-- Study material follows --

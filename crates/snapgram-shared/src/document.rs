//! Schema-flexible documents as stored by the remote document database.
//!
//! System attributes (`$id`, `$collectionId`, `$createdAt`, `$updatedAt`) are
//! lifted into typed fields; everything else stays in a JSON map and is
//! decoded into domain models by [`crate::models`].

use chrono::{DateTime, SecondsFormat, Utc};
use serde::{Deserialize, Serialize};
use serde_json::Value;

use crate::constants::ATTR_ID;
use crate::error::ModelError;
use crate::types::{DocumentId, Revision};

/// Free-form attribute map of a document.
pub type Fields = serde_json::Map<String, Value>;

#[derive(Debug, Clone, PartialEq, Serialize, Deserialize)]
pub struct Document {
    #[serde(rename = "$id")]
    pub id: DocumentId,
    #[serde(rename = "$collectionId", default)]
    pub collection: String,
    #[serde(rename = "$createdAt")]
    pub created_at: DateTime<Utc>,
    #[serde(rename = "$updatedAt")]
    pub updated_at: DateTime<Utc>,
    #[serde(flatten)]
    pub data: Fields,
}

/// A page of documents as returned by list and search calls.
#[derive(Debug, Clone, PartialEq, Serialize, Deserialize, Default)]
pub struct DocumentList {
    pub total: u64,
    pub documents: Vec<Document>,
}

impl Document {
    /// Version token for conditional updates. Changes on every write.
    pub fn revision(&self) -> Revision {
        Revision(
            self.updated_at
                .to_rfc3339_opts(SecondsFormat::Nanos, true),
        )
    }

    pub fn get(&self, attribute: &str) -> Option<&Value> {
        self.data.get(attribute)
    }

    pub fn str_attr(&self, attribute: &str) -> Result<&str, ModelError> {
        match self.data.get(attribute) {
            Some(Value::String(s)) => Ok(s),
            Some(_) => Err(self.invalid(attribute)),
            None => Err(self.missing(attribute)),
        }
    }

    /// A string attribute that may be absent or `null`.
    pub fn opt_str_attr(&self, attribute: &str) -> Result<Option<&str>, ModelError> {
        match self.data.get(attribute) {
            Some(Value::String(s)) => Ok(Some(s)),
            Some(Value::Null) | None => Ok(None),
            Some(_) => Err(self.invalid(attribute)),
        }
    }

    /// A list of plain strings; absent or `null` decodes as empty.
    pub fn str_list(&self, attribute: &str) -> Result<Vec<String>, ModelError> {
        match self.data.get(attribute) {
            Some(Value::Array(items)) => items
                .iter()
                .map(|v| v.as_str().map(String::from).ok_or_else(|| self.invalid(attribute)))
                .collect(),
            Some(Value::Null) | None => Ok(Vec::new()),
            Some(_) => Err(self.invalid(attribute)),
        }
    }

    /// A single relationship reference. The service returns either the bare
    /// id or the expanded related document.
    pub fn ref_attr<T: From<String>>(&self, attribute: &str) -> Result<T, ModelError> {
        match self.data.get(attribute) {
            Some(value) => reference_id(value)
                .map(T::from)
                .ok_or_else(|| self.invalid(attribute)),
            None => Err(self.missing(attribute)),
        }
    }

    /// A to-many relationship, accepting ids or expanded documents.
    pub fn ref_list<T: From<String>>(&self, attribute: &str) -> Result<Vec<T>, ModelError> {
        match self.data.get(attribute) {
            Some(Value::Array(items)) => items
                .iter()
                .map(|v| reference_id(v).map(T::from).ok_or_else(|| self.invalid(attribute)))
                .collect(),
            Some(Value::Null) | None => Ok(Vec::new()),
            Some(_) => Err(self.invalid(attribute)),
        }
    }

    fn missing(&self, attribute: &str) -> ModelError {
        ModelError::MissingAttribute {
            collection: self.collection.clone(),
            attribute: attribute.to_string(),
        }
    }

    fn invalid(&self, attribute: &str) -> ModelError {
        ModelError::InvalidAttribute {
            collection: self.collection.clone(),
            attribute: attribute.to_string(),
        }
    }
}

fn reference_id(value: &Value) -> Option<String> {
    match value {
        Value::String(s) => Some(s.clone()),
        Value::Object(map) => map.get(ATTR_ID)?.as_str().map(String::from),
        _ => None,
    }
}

-- Study material concluded --
-- Study material follows --

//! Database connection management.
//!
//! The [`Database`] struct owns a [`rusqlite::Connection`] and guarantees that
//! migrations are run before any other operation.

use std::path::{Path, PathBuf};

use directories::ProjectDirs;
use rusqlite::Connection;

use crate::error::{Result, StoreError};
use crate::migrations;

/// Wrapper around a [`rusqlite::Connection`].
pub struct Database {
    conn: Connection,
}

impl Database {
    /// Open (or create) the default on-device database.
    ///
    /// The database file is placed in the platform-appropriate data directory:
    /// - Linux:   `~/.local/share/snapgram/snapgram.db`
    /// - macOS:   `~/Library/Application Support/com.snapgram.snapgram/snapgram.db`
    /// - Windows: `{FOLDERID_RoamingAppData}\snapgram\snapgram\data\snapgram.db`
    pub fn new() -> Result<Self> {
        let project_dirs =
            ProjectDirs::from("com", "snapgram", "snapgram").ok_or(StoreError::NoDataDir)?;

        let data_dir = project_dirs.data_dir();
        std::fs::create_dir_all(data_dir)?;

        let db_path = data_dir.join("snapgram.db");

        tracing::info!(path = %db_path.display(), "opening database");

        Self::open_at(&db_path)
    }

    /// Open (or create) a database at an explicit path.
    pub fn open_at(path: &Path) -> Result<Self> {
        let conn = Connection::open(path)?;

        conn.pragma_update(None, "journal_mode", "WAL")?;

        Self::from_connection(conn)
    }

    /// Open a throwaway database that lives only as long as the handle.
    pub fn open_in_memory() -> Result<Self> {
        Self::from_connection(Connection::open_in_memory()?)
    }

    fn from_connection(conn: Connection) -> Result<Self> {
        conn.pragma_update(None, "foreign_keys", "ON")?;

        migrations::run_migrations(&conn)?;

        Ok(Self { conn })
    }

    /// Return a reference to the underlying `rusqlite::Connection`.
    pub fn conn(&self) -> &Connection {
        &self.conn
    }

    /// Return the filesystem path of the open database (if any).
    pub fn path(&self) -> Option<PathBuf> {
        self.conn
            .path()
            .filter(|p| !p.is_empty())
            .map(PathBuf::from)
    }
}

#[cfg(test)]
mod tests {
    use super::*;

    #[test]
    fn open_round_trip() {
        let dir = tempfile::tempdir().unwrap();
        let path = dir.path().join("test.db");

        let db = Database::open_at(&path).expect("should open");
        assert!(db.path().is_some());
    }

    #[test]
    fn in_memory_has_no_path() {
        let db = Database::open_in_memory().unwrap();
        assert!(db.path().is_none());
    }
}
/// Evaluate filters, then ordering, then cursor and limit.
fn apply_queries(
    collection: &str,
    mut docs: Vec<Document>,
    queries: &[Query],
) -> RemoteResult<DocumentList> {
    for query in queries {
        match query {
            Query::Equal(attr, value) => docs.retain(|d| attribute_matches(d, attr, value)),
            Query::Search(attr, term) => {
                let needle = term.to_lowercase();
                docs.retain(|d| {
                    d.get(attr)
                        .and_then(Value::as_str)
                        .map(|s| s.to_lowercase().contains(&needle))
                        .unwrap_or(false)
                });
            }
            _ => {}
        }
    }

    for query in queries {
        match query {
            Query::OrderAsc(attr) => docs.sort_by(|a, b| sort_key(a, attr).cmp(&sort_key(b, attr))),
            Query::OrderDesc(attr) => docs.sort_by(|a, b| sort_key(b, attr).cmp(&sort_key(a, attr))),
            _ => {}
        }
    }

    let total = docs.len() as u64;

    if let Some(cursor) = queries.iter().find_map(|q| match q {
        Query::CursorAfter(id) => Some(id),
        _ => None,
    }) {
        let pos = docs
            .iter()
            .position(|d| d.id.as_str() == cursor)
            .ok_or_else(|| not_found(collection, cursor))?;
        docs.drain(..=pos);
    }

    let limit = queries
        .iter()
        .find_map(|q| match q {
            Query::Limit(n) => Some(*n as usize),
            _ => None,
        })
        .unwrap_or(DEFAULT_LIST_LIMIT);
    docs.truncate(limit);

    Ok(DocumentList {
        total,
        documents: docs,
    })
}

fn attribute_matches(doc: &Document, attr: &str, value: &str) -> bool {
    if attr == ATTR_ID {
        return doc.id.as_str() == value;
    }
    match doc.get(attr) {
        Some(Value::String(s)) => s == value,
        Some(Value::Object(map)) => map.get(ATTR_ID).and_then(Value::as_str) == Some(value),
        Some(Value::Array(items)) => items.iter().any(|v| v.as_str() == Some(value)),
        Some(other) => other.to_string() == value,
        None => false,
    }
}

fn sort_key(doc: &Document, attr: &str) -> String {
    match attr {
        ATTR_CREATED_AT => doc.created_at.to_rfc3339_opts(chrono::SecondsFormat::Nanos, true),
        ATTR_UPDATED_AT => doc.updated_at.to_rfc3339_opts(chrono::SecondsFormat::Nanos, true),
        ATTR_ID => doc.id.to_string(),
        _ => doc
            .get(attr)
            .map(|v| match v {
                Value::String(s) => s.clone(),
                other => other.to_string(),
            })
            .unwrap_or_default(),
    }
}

-- Study material concluded --

* [What you have to do]: Show all of the lines above in which "DateTime" is present.

* [Solution to this exercise]:
use chrono::{DateTime, SecondsFormat, Utc};
    pub created_at: DateTime<Utc>,
    pub updated_at: DateTime<Utc>,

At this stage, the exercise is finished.